• Problem details: Tally the lines in these records that hold the string "WebhookPayload", and reply with the number alone.

(Beginning of Dataset excerpts)

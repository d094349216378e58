//! Webhook 客户端模块
//!
//! 告警创建后向用户配置的 URL 发送一次 HTTP POST。只尝试一次：
//! 失败只记录日志，不重试，也不影响告警本身。

use async_trait::async_trait;
use reqwest::Client;
use serde::{Deserialize, Serialize};
use std::time::Duration;
use thiserror::Error;

use crate::config::WebhookConfig;
use crate::model::{Alert, AlertType, NewAlert};

/// Webhook 投递错误
#[derive(Debug, Error)]
pub enum WebhookError {
    #[error("webhook request failed: {0}")]
    Request(#[from] reqwest::Error),

    #[error("webhook returned HTTP {0}")]
    HttpStatus(u16),
}

/// Webhook 请求载荷
#[derive(Debug, Clone, PartialEq, Serialize, Deserialize)]
#[serde(rename_all = "camelCase")]
pub struct WebhookPayload {
    /// 告警类型
    pub alert_type: AlertType,
    /// 食材名称（设备级告警为空）
    #[serde(skip_serializing_if = "Option::is_none")]
    pub ingredient: Option<String>,
    /// 设备 rackId
    pub device: String,
    #[serde(skip_serializing_if = "Option::is_none")]
    pub slot_id: Option<String>,
    #[serde(skip_serializing_if = "Option::is_none")]
    pub alert_details: Option<String>,
    /// 接收用户
    pub user: String,
}

impl WebhookPayload {
    /// 由新建的告警行构造载荷
    pub fn for_alert(alert: &Alert, request: &NewAlert, user_id: &str) -> Self {
        Self {
            alert_type: alert.alert_type,
            ingredient: alert.subject.ingredient().map(str::to_string),
            device: alert.subject.device_id().to_string(),
            slot_id: alert.subject.slot_id().map(str::to_string),
            alert_details: request.details.clone(),
            user: user_id.to_string(),
        }
    }
}

/// 发送端抽象，后台 worker 只依赖这个 trait
#[async_trait]
pub trait WebhookSender: Send + Sync {
    async fn send(&self, url: &str, payload: &WebhookPayload) -> Result<(), WebhookError>;
}

/// 基于 reqwest 的 Webhook 客户端
#[derive(Debug, Clone)]
pub struct WebhookClient {
    client: Client,
}

impl WebhookClient {
    /// 创建新的 Webhook 客户端
    pub fn new(config: &WebhookConfig) -> Result<Self, WebhookError> {
        let client = Client::builder()
            .timeout(Duration::from_secs(config.timeout_secs))
            .build()?;

        Ok(Self { client })
    }
}

#[async_trait]
impl WebhookSender for WebhookClient {
    async fn send(&self, url: &str, payload: &WebhookPayload) -> Result<(), WebhookError> {
        let response = self
            .client
            .post(url)
            .header("Content-Type", "application/json")
            .json(payload)
            .send()
            .await?;

        let status = response.status();
        if status.is_success() {
            Ok(())
        } else {
            Err(WebhookError::HttpStatus(status.as_u16()))
        }
    }
}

(End of Dataset excerpts)

• Your response: 4